作业复现的图表是Figure1 的1B 和1C

Figure1_C.png

3. 文件下载和解读

主要用Seurat V3. Broad Institute的single cell portal上面存放了他们发表的single-cell文章的数据 这里一共是3个文件

  • Meta_DATA_Chow_12PCs_outfile.gz
  • Cluster_File_Chow_12PCs_outfile.gz
  • Seurat_Chow_12PCs_outfile.mtx 通过命名可以看出,文件均为跑过了PCA,tSNE分群后的输出数据,也就是说,这次的任务是非常下游的可视化过程。

读取文件1和2

安装加载包,我用的是Seurat v3

library(data.table)
library(R.utils)
library(Seurat)
library(ggplot2)

读取文件1和文件2

cluster_file <- fread(file = '/Users/xiaoming/Downloads/2019_circulation/data/Cluster_File_Chow_12PCs_outfile.gz',
header = T,sep = '\t',data.table = F)

meta_data <- fread(file = '/Users/xiaoming/Downloads/2019_circulation/data/META_DATA_Chow_12PCs_outfile.gz',
header = T, sep = '\t',data.table = F)

这里看一下两个文件。cluster_file显示的是tSNE_x和tSNE_y的坐标。这也是我们画fig1B tSNE图需要的。这个nametype列名是样品名 meta_data显示了分群信息。在Jimmy大神前面单细胞的讲座中,了解到需要将这些数据的行名(rownames)改为样品名。

head(cluster_file[1:3,1:3])
## NAME X Y
## 1 TYPE numeric numeric
## 2 AAACCTGAGACGCTTT-1 -19.0225914077646 0.924488198164653
## 3 AAACCTGCACTGTGTA-1 -26.7488891822262 -0.784745741413262
head(meta_data[1:3,1:3])
## NAME Cluster Sub-Cluster
## 1 TYPE group group
## 2 AAACCTGAGACGCTTT-1 VSMC VSMC
## 3 AAACCTGCACTGTGTA-1 VSMC VSMC

读取文件3 我在读取.mtx的文件上,入了好大的坑。
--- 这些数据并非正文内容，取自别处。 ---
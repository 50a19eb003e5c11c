use flexi_logger::{
    colored_default_format, opt_format, Cleanup, Criterion, Duplicate, FileSpec, FlexiLoggerError,
    Logger, LoggerHandle, Naming,
};
use std::path::PathBuf;

/// Where and how verbosely the binaries log.
#[derive(Debug, Clone)]
pub struct LogConfig {
    /// Fallback spec when `RUST_LOG` is unset
    pub level: String,
    /// Rotating log files go here; stderr only when `None`
    pub directory: Option<PathBuf>,
    pub rotate_bytes: u64,
    pub keep_files: usize,
}

impl Default for LogConfig {
    fn default() -> Self {
        Self {
            level: "info".to_string(),
            directory: None,
            rotate_bytes: 10 * 1024 * 1024, // 10 MB
            keep_files: 7,
        }
    }
}

/// Start the global logger; keep the returned handle alive for the process lifetime.
pub fn setup_logging(config: &LogConfig) -> Result<LoggerHandle, FlexiLoggerError> {
    let logger = Logger::try_with_env_or_str(&config.level)?;
    match &config.directory {
        Some(dir) => logger
            .log_to_file(FileSpec::default().directory(dir).basename(crate::NAME))
            .duplicate_to_stderr(Duplicate::Info)
            .format_for_files(opt_format)
            .format_for_stderr(colored_default_format)
            .rotate(
                Criterion::Size(config.rotate_bytes),
                Naming::Numbers,
                Cleanup::KeepLogFiles(config.keep_files),
            )
            .start(),
        None => logger.format(colored_default_format).start(),
    }
}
看到后缀是.mtx文件,我的第一个反应是用readMM()读。但是,持续报错,error msg说这个文件不是稀疏矩阵。后来还是和前面一样用fread()读的,居然读出来了。然后我看了一下,是每个基因在每个样品中的表达,在数值上也有稀疏矩阵的.这个符号。读入后,我用了typeof()看这个.mxt,它显示的是list.这一部分我至今困惑。言归正传,为了后续的分析,需要将读入的.mtx文件的行名改成基因名。

mxt <- fread(file = '/Users/xiaoming/Downloads/2019_circulation/data/Seurat_Chow_12PCs_outfile.mtx',header = T, sep = '\t',data.table = F)
head(mxt[1:3,1:3])
## GENE AAACCTGAGACGCTTT-1 AAACCTGCACTGTGTA-1
## 1 0610007P14Rik 0.7264328 0.0000000
## 2 0610009B22Rik 0.0000000 0.6094115
## 3 0610009L18Rik 0.7264328 0.0000000

4. 重现fig1B

由于作者已经给出了tSNE的x,y轴坐标,这一步就特别简单。直接把有坐标信息的Cluster_File_Chow_12PCs_outfile.gz文件和有分群信息的Meta_DATA_Chow_12PCs_outfile.gz一整合,生成一个既有坐标信息,又有分群信息的文件(该文件叫dat),然后用ggplot画图就可以。

# 整合坐标信息和分群信息的文件
phe=data.frame(cell=meta_data$NAME[-1],
cluster =meta_data$Cluster[-1])
cluster_file_tSNE <- data.frame(cell = cluster_file$NAME[-1],
tSNE_1 =cluster_file$X[-1],
tSNE_2 = cluster_file$Y[-1],
avg_intensity =meta_data$`Average Intensity`[-1])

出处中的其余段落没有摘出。